The community includes a detective, Sophie, played by Amanda Abbington, who is the best thing in this by far, even if you do wonder how a detective (whose estranged, no-good, drunken husband is living in a caravan in the garden) might afford to live here. There is also a clandestine affair (Tom and Sophie), a French teacher who may be having sex with an underage student, and Jenny’s friend, Sia, who is also a teenager playing up. 

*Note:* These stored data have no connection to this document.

//! Agent tool registry.
//!
//! Capabilities are decided once from `Settings`: a missing credential turns
//! a capability off instead of failing. Hosted tools (web/file search) are
//! only declared; local function tools are executed here.

use serde::{Deserialize, Serialize};
use serde_json::{json, Value};
use std::collections::BTreeSet;
use std::fmt;
use std::sync::Arc;
use std::time::Instant;

use crate::airtable::RecordStore;
use crate::computer::{ComputerAction, ComputerExecutor};
use crate::error::OperatorError;
use crate::events::ToolCallRecord;
use crate::runtime::{EventSender, RuntimeEvent};
use crate::sandbox::Sandbox;
use crate::settings::Settings;

const AGENT_NAME: &str = "Assistant";

const INSTRUCTIONS: &str = "You are a helpful assistant with access to multiple tools:\n\
- Use web search to find current information from the internet\n\
- Use file search to query our internal documentation about jacket preferences and Tokyo shops\n\
- Use the computer tool to control the browser when tasks mention 'open', 'click', 'type', or 'add to cart'\n\
- Use read_file and write_file to work with files in the sandbox directory\n\
- Use upsert_airtable_record to log records when requested\n\
When using the computer tool, explain your actions step by step.";

pub const COMPUTER_TOOL: &str = "computer";
pub const AIRTABLE_TOOL: &str = "upsert_airtable_record";
pub const READ_FILE_TOOL: &str = "read_file";
pub const WRITE_FILE_TOOL: &str = "write_file";

#[derive(Debug, Clone, Copy, PartialEq, Eq, PartialOrd, Ord, Hash, Serialize, Deserialize)]
#[serde(rename_all = "lowercase")]
pub enum Capability {
    WebSearch,
    FileSearch,
    Computer,
    Airtable,
    Mcp,
}

impl Capability {
    pub fn as_str(self) -> &'static str {
        match self {
            Self::WebSearch => "websearch",
            Self::FileSearch => "filesearch",
            Self::Computer => "computer",
            Self::Airtable => "airtable",
            Self::Mcp => "mcp",
        }
    }
}

impl fmt::Display for Capability {
    fn fmt(&self, f: &mut fmt::Formatter<'_>) -> fmt::Result {
        f.write_str(self.as_str())
    }
}

/// Result of one local tool call: the record for the client and the text
/// returned to the model.
#[derive(Debug, Clone)]
pub struct ToolInvocation {
    pub record: ToolCallRecord,
    pub output: String,
}

impl ToolInvocation {
    fn failed(tool: &str, record_name: &str, message: String) -> Self {
        let err = OperatorError::ToolInvocationFailed { tool: tool.to_string(), message };
        tracing::warn!("[registry] {}", err);
        Self {
            output: json!({ "error": err.to_string() }).to_string(),
            record: ToolCallRecord::error(record_name, err.to_string()),
        }
    }
}

/// Per-turn tool state. The computer executor (and its action budget) lives
/// exactly as long as one run.
pub struct TurnTools {
    computer: ComputerExecutor,
    events: EventSender,
}

impl TurnTools {
    pub fn new(settings: &Settings, events: EventSender) -> Self {
        Self {
            computer: ComputerExecutor::for_run(settings),
            events,
        }
    }
}

/// Immutable agent configuration shared by every session.
pub struct AgentHandle {
    name: String,
    settings: Arc<Settings>,
    capabilities: BTreeSet<Capability>,
    records: RecordStore,
    sandbox: Option<Sandbox>,
}

/// Build the agent from settings. Deterministic for a given settings value.
pub fn build_agent_handle(settings: &Settings) -> AgentHandle {
    let mut capabilities = BTreeSet::new();
    capabilities.insert(Capability::Computer);

    if settings.has_openai() {
        capabilities.insert(Capability::WebSearch);
    }
    if settings.file_search_enabled() {
        capabilities.insert(Capability::FileSearch);
    }
    if settings.has_airtable() {
        capabilities.insert(Capability::Airtable);
    }

    let sandbox = settings.sandbox_dir.as_deref().and_then(|dir| match Sandbox::open(dir) {
        Ok(sandbox) => Some(sandbox),
        Err(e) => {
            tracing::warn!("[registry] sandbox unavailable at {}: {}", dir.display(), e);
            None
        }
    });
    if sandbox.is_some() {
        capabilities.insert(Capability::Mcp);
    }

    let names: Vec<_> = capabilities.iter().map(|c| c.as_str()).collect();
    tracing::info!(
        "[registry] agent '{}' built with capabilities {:?} (computer: {})",
        AGENT_NAME, names, settings.computer_mode
    );

    AgentHandle {
        name: AGENT_NAME.to_string(),
        settings: Arc::new(settings.clone()),
        capabilities,
        records: RecordStore::new(settings.airtable.clone()),
        sandbox,
    }
}

impl AgentHandle {
    pub fn name(&self) -> &str {
        &self.name
    }

    pub fn settings(&self) -> &Settings {
        &self.settings
    }

    pub fn instructions(&self) -> &'static str {
        INSTRUCTIONS
    }

    pub fn describe_capabilities(&self) -> BTreeSet<Capability> {
        self.capabilities.clone()
    }

    pub fn has(&self, capability: Capability) -> bool {
        self.capabilities.contains(&capability)
    }

    /// Tool list in Responses API form.
    pub fn tool_definitions(&self) -> Vec<Value> {
        let mut tools = Vec::new();

        if self.has(Capability::WebSearch) {
            tools.push(json!({ "type": "web_search_preview" }));
        }
        if let (true, Some(store)) = (self.has(Capability::FileSearch), &self.settings.vector_store_id) {
            tools.push(json!({ "type": "file_search", "vector_store_ids": [store] }));
        }

        tools.push(json!({
            "type": "function",
            "name": COMPUTER_TOOL,
            "description": format!(
                "Control a browser ({} mode). Each call performs one action and returns the resulting page state.",
                self.settings.computer_mode
            ),
            "parameters": {
                "type": "object",
                "properties": {
                    "type": { "type": "string", "enum": ["click", "type", "navigate", "scroll"] },
                    "x": { "type": "integer" },
                    "y": { "type": "integer" },
                    "selector": { "type": "string" },
                    "text": { "type": "string" },
                    "url": { "type": "string" },
                    "direction": { "type": "string", "enum": ["up", "down"] },
                    "amount": { "type": "integer" }
                },
                "required": ["type"]
            }
        }));

        if self.has(Capability::Airtable) {
            tools.push(json!({
                "type": "function",
                "name": AIRTABLE_TOOL,
                "description": "Add or update a record in Airtable",
                "parameters": {
                    "type": "object",
                    "properties": {
                        "payload": {
                            "type": "object",
                            "description": "Field names and values for the record"
                        }
                    },
                    "required": ["payload"]
                }
            }));
        }

        if self.has(Capability::Mcp) {
            tools.push(json!({
                "type": "function",
                "name": READ_FILE_TOOL,
                "description": "Read a text file from the sandbox directory",
                "parameters": {
                    "type": "object",
                    "properties": { "path": { "type": "string" } },
                    "required": ["path"]
                }
            }));
            tools.push(json!({
                "type": "function",
                "name": WRITE_FILE_TOOL,
                "description": "Write a text file in the sandbox directory",
                "parameters": {
                    "type": "object",
                    "properties": {
                        "path": { "type": "string" },
                        "content": { "type": "string" }
                    },
                    "required": ["path", "content"]
                }
            }));
        }

        tools
    }

    /// Execute a local function tool. Never fails: every problem becomes an
    /// `error` record.
    pub async fn invoke(&self, name: &str, arguments: &str, tools: &mut TurnTools) -> ToolInvocation {
        let started = Instant::now();
        let args: Value = match serde_json::from_str(arguments) {
            Ok(v) => v,
            Err(e) => {
                return ToolInvocation::failed(name, name, format!("invalid arguments: {e}"));
            }
        };

        let mut invocation = match name {
            COMPUTER_TOOL => self.invoke_computer(&args, tools).await,
            AIRTABLE_TOOL if self.has(Capability::Airtable) => self.invoke_airtable(&args).await,
            READ_FILE_TOOL | WRITE_FILE_TOOL => match &self.sandbox {
                Some(sandbox) => invoke_sandbox(sandbox, name, &args).await,
                None => ToolInvocation::failed(name, "MCP", "sandbox not configured".to_string()),
            },
            AIRTABLE_TOOL => {
                ToolInvocation::failed(name, "Airtable", "Airtable is not configured".to_string())
            }
            other => ToolInvocation::failed(other, other, "unknown tool".to_string()),
        };

        invocation.record = invocation.record.with_params(args).with_duration(started.elapsed());
        invocation
    }

    async fn invoke_computer(&self, args: &Value, tools: &mut TurnTools) -> ToolInvocation {
        let action: ComputerAction = match serde_json::from_value(args.clone()) {
            Ok(a) => a,
            Err(e) => {
                return ToolInvocation::failed(COMPUTER_TOOL, "ComputerTool", format!("failed to parse action: {e}"));
            }
        };

        match tools.computer.execute(&action).await {
            Ok(result) => {
                let _ = tools.events.send(RuntimeEvent::Screenshot {
                    action: result.description.clone(),
                    image: result.screenshot,
                });
                let summary = format!(
                    "Controlled browser in {} mode: {}",
                    tools.computer.mode(),
                    result.description
                );
                ToolInvocation {
                    output: json!({
                        "success": true,
                        "description": result.description,
                        "state": result.state,
                    })
                    .to_string(),
                    record: ToolCallRecord::ok("ComputerTool", summary).with_result(result.state),
                }
            }
            Err(e) => {
                let err = OperatorError::from(e);
                ToolInvocation::failed(COMPUTER_TOOL, "ComputerTool", err.to_string())
            }
        }
    }

    async fn invoke_airtable(&self, args: &Value) -> ToolInvocation {
        let payload = match args.get("payload").unwrap_or(args) {
            Value::Object(map) => map.clone(),
            _ => {
                return ToolInvocation::failed(AIRTABLE_TOOL, "Airtable", "payload must be an object".to_string());
            }
        };

        let result = self.records.upsert(payload).await;
        let output = serde_json::to_string(&result).unwrap_or_default();
        let record = if result.is_success() {
            ToolCallRecord::ok("Airtable", "Logged to Airtable")
        } else {
            ToolCallRecord::error("Airtable", result.message())
        };
        ToolInvocation {
            record: record.with_result(serde_json::to_value(&result).unwrap_or(Value::Null)),
            output,
        }
    }
}

async fn invoke_sandbox(sandbox: &Sandbox, name: &str, args: &Value) -> ToolInvocation {
    let Some(path) = args["path"].as_str() else {
        return ToolInvocation::failed(name, "MCP", "missing 'path'".to_string());
    };

    let outcome = if name == READ_FILE_TOOL {
        sandbox
            .read_file(path)
            .await
            .map(|content| (format!("Read {path}"), json!({ "content": content })))
    } else {
        let content = args["content"].as_str().unwrap_or_default();
        sandbox
            .write_file(path, content)
            .await
            .map(|bytes| (format!("Wrote {bytes} bytes to {path}"), json!({ "bytes_written": bytes })))
    };

    match outcome {
        Ok((summary, result)) => ToolInvocation {
            output: result.to_string(),
            record: ToolCallRecord::ok("MCP", summary),
        },
        Err(e) => ToolInvocation::failed(name, "MCP", e.to_string()),
    }
}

Sia’s parents are going away for the night. ‘No parties!’ instructs her father. Next thing you know, droves of teenagers are arriving and then  they are drinking and smoking and doing drugs and playing beer pong. (That’s an American thing, right?) But it goes horribly wrong and at midnight Sia phones her parents, who race home, by which time the house is… spotless. Not a single can, not a single bottle, not a single beer spill or ring pull to be seen, anywhere. Seventy teenagers attended, we will later learn, and the kitchen sparkles to show-house standard. Suck it up, you might say, but I can’t, because such inconsistencies strike a dark fury in my heart. If you can’t be bothered to pay attention, why should I? 

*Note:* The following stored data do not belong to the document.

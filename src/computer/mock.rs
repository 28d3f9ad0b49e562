use chrono::Utc;
use image::{ImageFormat, Rgb, RgbImage};
use std::io::Cursor;

use super::font::{draw_text, fill_rect, stroke_rect, text_width};
use super::{ActionBudget, ActionError, ActionLogEntry, Artifact, ComputerAction};

pub const SCREEN_WIDTH: u32 = 1024;
pub const SCREEN_HEIGHT: u32 = 640;
const HOME_URL: &str = "mock://home";

const BACKGROUND: Rgb<u8> = Rgb([0xf5, 0xf5, 0xf5]);
const HEADER: Rgb<u8> = Rgb([0x25, 0x63, 0xeb]);
const WHITE: Rgb<u8> = Rgb([0xff, 0xff, 0xff]);
const BORDER: Rgb<u8> = Rgb([0xd1, 0xd5, 0xdb]);
const TEXT: Rgb<u8> = Rgb([0x37, 0x41, 0x51]);
const MUTED: Rgb<u8> = Rgb([0x6b, 0x72, 0x80]);
const ACCENT: Rgb<u8> = Rgb([0x05, 0x96, 0x69]);
const FOOTER: Rgb<u8> = Rgb([0xe5, 0xe7, 0xeb]);
const MARKER: Rgb<u8> = Rgb([0xef, 0x44, 0x44]);

/// Simulated browser used when no real automation is available.
pub struct MockComputer {
    budget: ActionBudget,
    current_url: String,
    history: Vec<ActionLogEntry>,
    last_notes: Vec<String>,
}

impl MockComputer {
    pub fn new(max_actions: u32) -> Self {
        Self {
            budget: ActionBudget::new(max_actions),
            current_url: HOME_URL.to_string(),
            history: Vec::new(),
            last_notes: Vec::new(),
        }
    }

    pub fn current_url(&self) -> &str {
        &self.current_url
    }

    pub fn history(&self) -> &[ActionLogEntry] {
        &self.history
    }

    pub fn action_count(&self) -> u32 {
        self.budget.used()
    }

    /// Run one action. Only the action budget can make this fail.
    pub fn execute(&mut self, action: &ComputerAction) -> Result<(Artifact, ActionLogEntry), ActionError> {
        let count = self.budget.consume()?;
        let description = action.describe();
        tracing::info!("[computer] MOCK action #{}: {}", count, description);

        self.last_notes = self.apply(action);

        let payload = serde_json::json!({
            "action": action,
            "count": count,
            "url": self.current_url,
            "notes": self.last_notes,
        });
        let entry = ActionLogEntry {
            action_type: action.kind().to_string(),
            timestamp: Utc::now(),
            payload,
        };
        self.history.push(entry.clone());

        let png = self.render(action, count, &description);
        Ok((
            Artifact {
                png,
                width: SCREEN_WIDTH,
                height: SCREEN_HEIGHT,
                caption: description,
            },
            entry,
        ))
    }

    pub fn state_json(&self) -> serde_json::Value {
        serde_json::json!({
            "url": self.current_url,
            "action_count": self.budget.used(),
            "max_actions": self.budget.limit(),
            "notes": self.last_notes,
            "success": true,
        })
    }

    fn apply(&mut self, action: &ComputerAction) -> Vec<String> {
        let mut notes = Vec::new();
        match action {
            ComputerAction::Navigate { url } => {
                self.current_url.clone_from(url);
                notes.push(format!("Navigated to {url}"));
            }
            ComputerAction::Click { selector, x, y } => {
                let target = selector.clone().unwrap_or_else(|| format!("({x}, {y})"));
                notes.push(format!("Clicked on {target}"));
                let lower = target.to_lowercase();
                if lower.contains("cart") {
                    self.current_url = "mock://cart".to_string();
                    notes.push("Navigated to cart page".to_string());
                } else if lower.contains("jacket") {
                    self.current_url = "mock://product/jacket".to_string();
                    notes.push("Viewing jacket product page".to_string());
                }
            }
            ComputerAction::Type { text, selector } => {
                let target = selector.as_deref().unwrap_or("focused element");
                notes.push(format!("Typed '{text}' into {target}"));
            }
            ComputerAction::Scroll { .. } => {
                notes.push(format!("{} performed", action.describe()));
            }
        }
        notes
    }

    fn render(&self, action: &ComputerAction, count: u32, description: &str) -> Vec<u8> {
        let mut img = RgbImage::from_pixel(SCREEN_WIDTH, SCREEN_HEIGHT, BACKGROUND);

        fill_rect(&mut img, 0, 0, SCREEN_WIDTH, 60, HEADER);
        let title = "MOCK BROWSER - COMPUTER USE SIMULATOR";
        let title_x = SCREEN_WIDTH.saturating_sub(text_width(title, 3)) / 2;
        draw_text(&mut img, title_x, 20, title, 3, WHITE);

        stroke_rect(&mut img, 20, 80, SCREEN_WIDTH - 40, 40, 2, BORDER);
        draw_text(&mut img, 30, 92, &format!("URL: {}", self.current_url), 2, TEXT);

        draw_text(
            &mut img,
            30,
            150,
            &format!("ACTION #{count}: {}", action.kind()),
            3,
            ACCENT,
        );
        draw_text(&mut img, 30, 190, description, 2, TEXT);

        let mut y = 240;
        draw_text(&mut img, 30, y, "RESULTS:", 2, MUTED);
        for note in &self.last_notes {
            y += 25;
            draw_text(&mut img, 50, y, &format!("+ {note}"), 2, ACCENT);
        }

        if let ComputerAction::Click { x, y, .. } = action {
            if let (Ok(cx), Ok(cy)) = (u32::try_from(*x), u32::try_from(*y)) {
                fill_rect(&mut img, cx.saturating_sub(8), cy, 17, 1, MARKER);
                fill_rect(&mut img, cx, cy.saturating_sub(8), 1, 17, MARKER);
            }
        }

        fill_rect(&mut img, 0, SCREEN_HEIGHT - 40, SCREEN_WIDTH, 40, FOOTER);
        draw_text(
            &mut img,
            20,
            SCREEN_HEIGHT - 28,
            &format!("MOCK MODE | ACTIONS: {count} | TIME: {}", Utc::now().format("%H:%M:%S")),
            2,
            MUTED,
        );

        let mut buf = Cursor::new(Vec::new());
        if let Err(e) = img.write_to(&mut buf, ImageFormat::Png) {
            tracing::warn!("[computer] failed to encode mock screenshot: {}", e);
        }
        buf.into_inner()
    }
}

#[cfg(test)]
mod tests {
    use super::*;

    fn actions() -> Vec<ComputerAction> {
        vec![
            ComputerAction::Navigate { url: "mock://shop".to_string() },
            ComputerAction::Click { x: 100, y: 200, selector: Some("#add-to-cart".to_string()) },
            ComputerAction::Type { text: "black jacket".to_string(), selector: None },
            ComputerAction::Scroll { direction: super::super::ScrollDirection::Up, amount: Some(3) },
        ]
    }

    #[test]
    fn test_every_action_succeeds_under_cap() {
        let mut mock = MockComputer::new(40);
        for action in actions().iter().cycle().take(40) {
            let (artifact, entry) = mock.execute(action).unwrap();
            assert_eq!((artifact.width, artifact.height), (SCREEN_WIDTH, SCREEN_HEIGHT));
            assert!(artifact.png.starts_with(&[0x89, b'P', b'N', b'G']));
            assert_eq!(entry.action_type, action.kind());
        }
        assert_eq!(mock.action_count(), 40);
        assert_eq!(mock.history().len(), 40);
    }

    #[test]
    fn test_action_after_cap_fails() {
        let mut mock = MockComputer::new(3);
        let nav = ComputerAction::Navigate { url: "mock://a".to_string() };
        for _ in 0..3 {
            mock.execute(&nav).unwrap();
        }
        assert_eq!(mock.execute(&nav).unwrap_err(), ActionError::BudgetExceeded { limit: 3 });
        assert_eq!(mock.history().len(), 3);
    }

    #[test]
    fn test_click_on_cart_changes_url() {
        let mut mock = MockComputer::new(5);
        mock.execute(&actions()[1]).unwrap();
        assert_eq!(mock.current_url(), "mock://cart");
        assert_eq!(mock.action_count(), 1);
    }

    #[test]
    fn test_log_entry_payload() {
        let mut mock = MockComputer::new(5);
        let (_, entry) = mock.execute(&actions()[0]).unwrap();
        let json = serde_json::to_value(&entry).unwrap();
        assert_eq!(json["type"], "navigate");
        assert_eq!(json["payload"]["url"], "mock://shop");
        assert_eq!(json["payload"]["count"], 1);
    }
}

This is story-driven rather than character-driven, which is sometimes OK, but at least get the story right. And it wasn’t just the spotless house. Jenny and Chris go missing after the party and Tom is being driven out of his mind with worry. It’s discovered that Pete picked her up, so now Pete is UNDER SUSPICION, but he says he always told Jenny that if she was in trouble and needed a lift, to call him, so he collected her from the party and brought her back – and CCTV footage confirms he dropped her at the gates into the community. 

But why? Why at the gates into the community when Sia lives within the community? And why am I the only one asking this? I only watched two of the eight episodes but it was enough. It can whirr on, in its mechanical way, without me. 

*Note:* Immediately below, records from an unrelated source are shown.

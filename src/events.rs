//! Wire types for the duplex streaming channel.
//!
//! `StreamEvent` is the closed set of per-turn events; `ControlMessage` carries
//! replies that are never part of a turn (pong, history, rejections).

use chrono::{DateTime, Utc};
use serde::{Deserialize, Serialize};

use crate::session::TranscriptEntry;

#[derive(Debug, Clone, Copy, PartialEq, Eq, Serialize, Deserialize)]
#[serde(rename_all = "lowercase")]
pub enum ToolOutcome {
    Ok,
    Error,
}

/// Summary of one capability invocation. Immutable once built.
#[derive(Debug, Clone, PartialEq, Serialize, Deserialize)]
pub struct ToolCallRecord {
    pub name: String,
    pub status: ToolOutcome,
    pub summary: String,
    #[serde(default, skip_serializing_if = "Option::is_none")]
    pub params: Option<serde_json::Value>,
    #[serde(default, skip_serializing_if = "Option::is_none")]
    pub result: Option<serde_json::Value>,
    #[serde(default, skip_serializing_if = "Option::is_none")]
    pub duration_ms: Option<u64>,
}

impl ToolCallRecord {
    pub fn ok(name: impl Into<String>, summary: impl Into<String>) -> Self {
        Self {
            name: name.into(),
            status: ToolOutcome::Ok,
            summary: summary.into(),
            params: None,
            result: None,
            duration_ms: None,
        }
    }

    pub fn error(name: impl Into<String>, summary: impl Into<String>) -> Self {
        Self {
            status: ToolOutcome::Error,
            ..Self::ok(name, summary)
        }
    }

    #[must_use]
    pub fn with_params(mut self, params: serde_json::Value) -> Self {
        self.params = Some(params);
        self
    }

    #[must_use]
    pub fn with_result(mut self, result: serde_json::Value) -> Self {
        self.result = Some(result);
        self
    }

    #[must_use]
    pub fn with_duration(mut self, duration: std::time::Duration) -> Self {
        self.duration_ms = Some(u64::try_from(duration.as_millis()).unwrap_or(u64::MAX));
        self
    }

    pub fn is_error(&self) -> bool {
        self.status == ToolOutcome::Error
    }
}

#[derive(Debug, Clone, PartialEq, Serialize, Deserialize)]
pub struct ScreenshotRecord {
    pub action: String,
    /// base64 PNG
    pub image: String,
    pub format: String,
    pub timestamp: DateTime<Utc>,
}

#[derive(Debug, Clone, PartialEq, Serialize, Deserialize)]
#[serde(tag = "type", rename_all = "snake_case")]
pub enum StreamEvent {
    SessionInfo {
        session_id: String,
        history: Vec<TranscriptEntry>,
    },
    StreamStart {
        message: String,
    },
    TextDelta {
        content: String,
    },
    TextComplete {
        content: String,
    },
    ToolCall {
        tool: ToolCallRecord,
    },
    Screenshot {
        action: String,
        image: String,
        format: String,
    },
    StreamComplete {
        final_text: String,
        tool_calls: Vec<ToolCallRecord>,
    },
    Error {
        error: String,
    },
}

impl StreamEvent {
    pub fn kind(&self) -> &'static str {
        match self {
            Self::SessionInfo { .. } => "session_info",
            Self::StreamStart { .. } => "stream_start",
            Self::TextDelta { .. } => "text_delta",
            Self::TextComplete { .. } => "text_complete",
            Self::ToolCall { .. } => "tool_call",
            Self::Screenshot { .. } => "screenshot",
            Self::StreamComplete { .. } => "stream_complete",
            Self::Error { .. } => "error",
        }
    }

    pub fn is_terminal(&self) -> bool {
        matches!(self, Self::StreamComplete { .. } | Self::Error { .. })
    }
}

#[derive(Debug, Clone, PartialEq, Serialize, Deserialize)]
#[serde(tag = "type", rename_all = "snake_case")]
pub enum ControlMessage {
    Pong,
    History { messages: Vec<TranscriptEntry> },
    HistoryCleared,
    Rejected { reason: String },
}

/// Everything the server writes to the socket.
#[derive(Debug, Clone, PartialEq, Serialize)]
#[serde(untagged)]
pub enum ServerMessage {
    Event(StreamEvent),
    Control(ControlMessage),
}

impl From<StreamEvent> for ServerMessage {
    fn from(event: StreamEvent) -> Self {
        Self::Event(event)
    }
}

impl From<ControlMessage> for ServerMessage {
    fn from(control: ControlMessage) -> Self {
        Self::Control(control)
    }
}

/// Inbound client messages.
#[derive(Debug, Clone, PartialEq, Deserialize)]
#[serde(tag = "type", rename_all = "snake_case")]
pub enum ClientMessage {
    Task {
        #[serde(default)]
        task: String,
    },
    Ping,
    GetHistory,
    ClearHistory,
}

#[cfg(test)]
mod tests {
    use super::*;
    use serde_json::json;

    #[test]
    fn test_event_wire_shape() {
        let event = StreamEvent::TextDelta { content: "hi".into() };
        assert_eq!(serde_json::to_value(&event).unwrap(), json!({"type": "text_delta", "content": "hi"}));

        let done = StreamEvent::StreamComplete {
            final_text: "done".into(),
            tool_calls: vec![ToolCallRecord::ok("WebSearch", "Searched the web")],
        };
        let value = serde_json::to_value(&done).unwrap();
        assert_eq!(value["type"], "stream_complete");
        assert_eq!(value["tool_calls"][0]["status"], "ok");
        assert!(value["tool_calls"][0].get("params").is_none());
    }

    #[test]
    fn test_server_message_is_flat() {
        let msg: ServerMessage = ControlMessage::Pong.into();
        assert_eq!(serde_json::to_string(&msg).unwrap(), r#"{"type":"pong"}"#);
    }

    #[test]
    fn test_parse_client_messages() {
        let task: ClientMessage = serde_json::from_str(r#"{"type":"task","task":"find jackets"}"#).unwrap();
        assert_eq!(task, ClientMessage::Task { task: "find jackets".into() });
        let ping: ClientMessage = serde_json::from_str(r#"{"type":"ping"}"#).unwrap();
        assert_eq!(ping, ClientMessage::Ping);
        assert!(serde_json::from_str::<ClientMessage>(r#"{"type":"dance"}"#).is_err());
    }

    #[test]
    fn test_terminal_kinds() {
        assert!(StreamEvent::Error { error: "x".into() }.is_terminal());
        assert!(!StreamEvent::StreamStart { message: String::new() }.is_terminal());
    }
}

On to the fourth series of The Bridge, which opened horrifically – a woman gagged and buried up to her shoulders is then stoned to death – and ended horrifically, but otherwise it was business as usual: another underground extreme political group; a millionaire with a fabulous house who obviously has a secret; a major murder investigation (the dead woman was head of the Danish Immigration Board) with just a couple of cops working on it. 

The trouble is, I’m much more interested in the personal lives of Saga, who is suffering in prison for her mother’s murder, and Henrik, whose daughters have yet to be found, than I am in anything else. I would also ask, as seems to be my habit: we’re seven years down the line and no one has yet clocked that Saga is somewhere on the autism spectrum? Still, it’s four stars, because Sofia Helin is so magnificent as Saga, and it’s the final series, and I need to know how it all ends. Now I can return to my own concerns. Was my father really playing golf… Or was he having a clandestine affair with Enid from the tennis club? I’m truly worried about this now.